Allow me to clarify this scenario. Suppose you're earning a 50% commission and receiving a 1099-NEC form. However, approximately 25% of your annual earnings are allocated to self-employment taxes, as you likely lack many deductible business expenses. Consequently, your effective commission rate dwindles to 25%. Then, if you're required to cover a backbar or chemical fee, typically amounting to another 10% of your commission, your net commission drops to 15%.


Contrastingly, if you were properly classified as an employee, the salon owner would bear half of those taxes and wouldn't (hopefully) impose a backbar or chemical fee upon you. Thus, the significance of proper classification becomes apparent, ensuring fair treatment and equitable distribution of tax responsibilities within the salon environment.


They Totally Know What They're Doing

Numerous salon owners are fully aware of their actions; they calculate that the purported savings on employer taxes outweigh the potential risks of detection.
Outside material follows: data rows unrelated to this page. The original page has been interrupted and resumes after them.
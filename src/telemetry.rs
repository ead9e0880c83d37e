use tracing_subscriber::EnvFilter;

/// Install the global `tracing` subscriber
///
/// `RUST_LOG` overrides `default_filter`. Calling this twice is harmless.
pub fn init(default_filter: &str) {
    let filter = EnvFilter::try_from_default_env().unwrap_or_else(|_| EnvFilter::new(default_filter));

    let _ = tracing_subscriber::fmt()
        .with_env_filter(filter)
        .with_target(false)
        .compact()
        .try_init();
}
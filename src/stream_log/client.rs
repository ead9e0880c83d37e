use async_trait::async_trait;
use deadpool_redis::redis::{
    self,
    streams::{StreamPendingReply, StreamReadReply},
};
use deadpool_redis::Pool;
use std::collections::HashMap;

use crate::stream_log::{
    connection::RedisConfig,
    error::{Error, Result},
    service::{GroupReadOptions, StartPosition, StreamLog},
    types::{EntryId, StreamBatch, StreamEntry},
};

/// Redis Streams implementation of [`StreamLog`]
///
/// Every call checks a connection out of the pool, so a worker parked in a
/// blocking `XREADGROUP` never holds up another worker's commands.
#[derive(Clone)]
pub struct RedisStreamLog {
    pool: Pool,
}

impl RedisStreamLog {
    /// Create a new client from configuration
    ///
    /// # Example
    ///
    /// ```no_run
    /// use redstream::stream_log::{RedisConfig, RedisStreamLog};
    ///
    /// #[tokio::main]
    /// async fn main() -> Result<(), Box<dyn std::error::Error>> {
    ///     let config = RedisConfig::from_url("redis://:redis123@localhost:6380/0")?;
    ///     let log = RedisStreamLog::new(config).await?;
    ///     Ok(())
    /// }
    /// ```
    pub async fn new(config: RedisConfig) -> Result<Self> {
        let pool = config.build_pool()?;
        let log = Self { pool };

        // Test the connection
        log.ping().await?;

        Ok(log)
    }

    /// Wrap an existing pool
    pub fn from_pool(pool: Pool) -> Self {
        Self { pool }
    }

    /// Round-trip a PING to the server
    pub async fn ping(&self) -> Result<()> {
        let mut conn = self.pool.get().await?;
        let _: String = redis::cmd("PING").query_async(&mut conn).await?;
        Ok(())
    }
}

#[async_trait]
impl StreamLog for RedisStreamLog {
    async fn create_group(&self, stream: &str, group: &str, start: StartPosition) -> Result<()> {
        let mut conn = self.pool.get().await?;

        let _: () = redis::cmd("XGROUP")
            .arg("CREATE")
            .arg(stream)
            .arg(group)
            .arg(start.to_string())
            .arg("MKSTREAM")
            .query_async(&mut conn)
            .await?;

        Ok(())
    }

    async fn read_group(&self, options: &GroupReadOptions) -> Result<Option<Vec<StreamBatch>>> {
        let mut conn = self.pool.get().await?;

        // BLOCK 0 would wait forever
        let block_ms = options.block.as_millis().max(1) as u64;

        let reply: Option<StreamReadReply> = redis::cmd("XREADGROUP")
            .arg("GROUP")
            .arg(&options.group)
            .arg(&options.consumer)
            .arg("COUNT")
            .arg(options.count)
            .arg("BLOCK")
            .arg(block_ms)
            .arg("STREAMS")
            .arg(&options.stream)
            .arg(">")
            .query_async(&mut conn)
            .await?;

        let Some(reply) = reply else {
            return Ok(None);
        };

        let mut batches = Vec::with_capacity(reply.keys.len());
        for key in reply.keys {
            let mut entries = Vec::with_capacity(key.ids.len());
            for stream_id in key.ids {
                entries.push(to_entry(&stream_id.id, stream_id.map)?);
            }
            batches.push(StreamBatch::new(key.key, entries));
        }

        if batches.iter().all(StreamBatch::is_empty) {
            return Ok(None);
        }

        Ok(Some(batches))
    }

    async fn ack(&self, stream: &str, group: &str, id: EntryId) -> Result<u64> {
        let mut conn = self.pool.get().await?;

        let removed: u64 = redis::cmd("XACK")
            .arg(stream)
            .arg(group)
            .arg(id.to_string())
            .query_async(&mut conn)
            .await?;

        Ok(removed)
    }

    async fn append(&self, stream: &str, fields: &HashMap<String, String>) -> Result<EntryId> {
        if fields.is_empty() {
            return Err(Error::ValidationError(
                "An entry needs at least one field".to_string(),
            ));
        }

        let mut cmd = redis::cmd("XADD");
        cmd.arg(stream).arg("*");
        for (name, value) in fields {
            cmd.arg(name).arg(value);
        }

        let mut conn = self.pool.get().await?;
        let id: String = cmd.query_async(&mut conn).await?;

        id.parse()
    }

    async fn pending_count(&self, stream: &str, group: &str) -> Result<u64> {
        let mut conn = self.pool.get().await?;

        let reply: StreamPendingReply = redis::cmd("XPENDING")
            .arg(stream)
            .arg(group)
            .query_async(&mut conn)
            .await?;

        Ok(reply.count() as u64)
    }
}

/// Convert a raw stream id/field map into a [`StreamEntry`]
fn to_entry(id: &str, map: HashMap<String, redis::Value>) -> Result<StreamEntry> {
    let id = id.parse::<EntryId>()?;

    let mut fields = HashMap::with_capacity(map.len());
    for (name, value) in map {
        let value: String = redis::from_redis_value(&value).map_err(|e| {
            Error::ProtocolError(format!("Field {:?} of entry {} is not a string: {}", name, id, e))
        })?;
        fields.insert(name, value);
    }

    Ok(StreamEntry::new(id, fields))
}
use futures::future::BoxFuture;
use std::future::Future;
use std::sync::Arc;
use tokio_util::sync::CancellationToken;
use tracing::Span;

use crate::stream_log::StreamEntry;

/// Error a handler reports for an entry it could not process
pub type HandlerError = Box<dyn std::error::Error + Send + Sync>;

/// Outcome of one handler invocation
pub type HandlerResult = std::result::Result<(), HandlerError>;

/// Type alias for entry handler functions
///
/// Handlers receive the delivery context, the stream name and the entry.
/// They may be invoked concurrently from several workers.
pub type Handler =
    Arc<dyn Fn(HandlerContext, String, StreamEntry) -> BoxFuture<'static, HandlerResult> + Send + Sync>;

/// Per-delivery context handed to a handler
#[derive(Debug, Clone)]
pub struct HandlerContext {
    span: Span,
    shutdown: CancellationToken,
}

impl HandlerContext {
    pub(crate) fn new(span: Span, shutdown: CancellationToken) -> Self {
        Self { span, shutdown }
    }

    /// The span this delivery runs in
    pub fn span(&self) -> &Span {
        &self.span
    }

    /// Cancelled once the engine begins stopping
    pub fn shutdown(&self) -> &CancellationToken {
        &self.shutdown
    }

    pub fn is_shutting_down(&self) -> bool {
        self.shutdown.is_cancelled()
    }
}

/// Build a [`Handler`] from an async closure
///
/// # Example
///
/// ```
/// use redstream::consumer::handler_fn;
///
/// let handler = handler_fn(|_ctx, stream, entry| async move {
///     println!("{} {} {:?}", stream, entry.id, entry.fields);
///     Ok(())
/// });
/// ```
pub fn handler_fn<F, Fut>(f: F) -> Handler
where
    F: Fn(HandlerContext, String, StreamEntry) -> Fut + Send + Sync + 'static,
    Fut: Future<Output = HandlerResult> + Send + 'static,
{
    Arc::new(move |ctx, stream, entry| Box::pin(f(ctx, stream, entry)))
}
However, they often underestimate the formidable authority wielded by the IRS and DOL in enforcing labor laws.


Photo Credit: CanvaPro


Furthermore, state insurance agencies and Departments of Labor will demand reimbursement for unpaid unemployment insurance and workers' compensation premiums, exacerbated by penalties for deficient recordkeeping. This multifaceted fallout underscores the grave consequences of misclassification and the importance of meticulous adherence to labor laws and regulatory requirements within the salon industry.


Fear Mongering

Stylists often harbor concerns that speaking up about misclassification could jeopardize their employment status. This fear is pervasive across various industries, where employees may recognize exploitation but hesitate to disrupt the status quo due to apprehensions about potential repercussions. However, it's crucial to understand why you shouldn't let this fear deter you from reporting a owner who is misclassifying you.


There are several government agencies that are involved in misclassification. The 3 main ones are the IRS, WHD, and your individual state’s DOL. When you report to the IRS you file an SS-8 and if the IRS deems an investigation is warranted, they investigate the salon business as a whole and basically audits them. The IRS tries to keep your identity confidential. When it comes to the Wage & Hour Division, you are able to anonymously report a salon owner and most state’s also have anonymous reporting.


If you report the salon owner to one of the three agencies I just listed above, you are covered by the Whistleblower Protection Act which is governed by OSHA, protects employees from retaliation for reporting underpayment of taxes, potential violations of internal revenue laws, or potential violations of any provision of federal law relating to tax fraud to their employers or to the federal government, or engaging in other protected activities.  This process makes it an offense for an employer to take adverse action against Whistleblower employees, such as: firing or laying off, demoting, denying overtime or promotion, or reducing pay or hours, for engaging in activities protected by OSHA’s whistleblower laws.


The best way to bring integrity to the beauty industry is to report the behavior to government agencies.

In summary, it's imperative for both salon owners and beauty industry professionals to understand and adhere to correct worker classification protocols to mitigate the risk of misclassification. Misclassification constitutes a form of tax evasion, a serious federal offense that can result in fines and potential imprisonment. Every worker deserves to receive a fair wage and be afforded ethical and legal treatment in the workplace.